▶ **Records to process**:
[Start of section]

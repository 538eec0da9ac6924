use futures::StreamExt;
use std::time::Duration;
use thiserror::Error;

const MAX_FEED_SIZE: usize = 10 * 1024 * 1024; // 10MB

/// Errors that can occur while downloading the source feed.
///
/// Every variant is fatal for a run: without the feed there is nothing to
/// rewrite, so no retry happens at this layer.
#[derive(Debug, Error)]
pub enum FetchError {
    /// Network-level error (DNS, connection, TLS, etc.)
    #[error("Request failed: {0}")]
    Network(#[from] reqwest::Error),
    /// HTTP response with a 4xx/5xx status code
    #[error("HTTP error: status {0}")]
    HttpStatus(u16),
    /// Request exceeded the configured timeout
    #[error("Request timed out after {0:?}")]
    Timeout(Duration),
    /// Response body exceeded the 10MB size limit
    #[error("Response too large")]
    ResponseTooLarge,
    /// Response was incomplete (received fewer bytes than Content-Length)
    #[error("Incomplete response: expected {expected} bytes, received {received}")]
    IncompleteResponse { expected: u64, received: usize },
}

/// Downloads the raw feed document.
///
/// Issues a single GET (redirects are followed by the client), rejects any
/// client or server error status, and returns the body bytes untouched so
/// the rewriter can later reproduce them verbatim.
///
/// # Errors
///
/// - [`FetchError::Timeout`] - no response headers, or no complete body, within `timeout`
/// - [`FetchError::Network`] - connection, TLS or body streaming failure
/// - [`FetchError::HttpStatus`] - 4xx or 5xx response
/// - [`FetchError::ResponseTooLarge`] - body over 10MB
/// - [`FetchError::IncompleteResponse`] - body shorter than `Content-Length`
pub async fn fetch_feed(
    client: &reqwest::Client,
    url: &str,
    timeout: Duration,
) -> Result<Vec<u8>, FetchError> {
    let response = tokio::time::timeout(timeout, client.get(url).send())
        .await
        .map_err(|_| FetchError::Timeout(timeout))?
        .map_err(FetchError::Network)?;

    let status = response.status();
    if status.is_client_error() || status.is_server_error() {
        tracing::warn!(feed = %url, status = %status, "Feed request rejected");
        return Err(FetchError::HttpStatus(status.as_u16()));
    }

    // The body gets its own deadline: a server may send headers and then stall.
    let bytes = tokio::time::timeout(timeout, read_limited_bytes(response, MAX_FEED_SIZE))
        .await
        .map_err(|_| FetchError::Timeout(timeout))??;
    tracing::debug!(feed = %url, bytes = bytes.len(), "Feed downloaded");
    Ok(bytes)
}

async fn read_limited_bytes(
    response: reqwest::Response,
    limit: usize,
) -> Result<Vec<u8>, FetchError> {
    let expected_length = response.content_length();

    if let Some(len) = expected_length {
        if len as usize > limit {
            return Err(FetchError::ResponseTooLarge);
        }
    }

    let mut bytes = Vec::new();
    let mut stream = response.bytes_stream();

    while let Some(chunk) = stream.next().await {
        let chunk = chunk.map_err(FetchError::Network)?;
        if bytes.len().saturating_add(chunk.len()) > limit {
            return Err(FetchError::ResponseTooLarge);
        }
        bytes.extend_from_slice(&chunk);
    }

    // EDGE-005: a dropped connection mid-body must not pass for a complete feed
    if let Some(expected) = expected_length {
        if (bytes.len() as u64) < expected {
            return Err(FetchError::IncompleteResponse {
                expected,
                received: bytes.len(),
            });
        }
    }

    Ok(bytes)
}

[End of section]

▶ **Exercise prompt**:
Go through the listing above and return each line where the word "Errors" occurs.

▶ **Answer below**:
/// Errors that can occur while downloading the source feed.
/// # Errors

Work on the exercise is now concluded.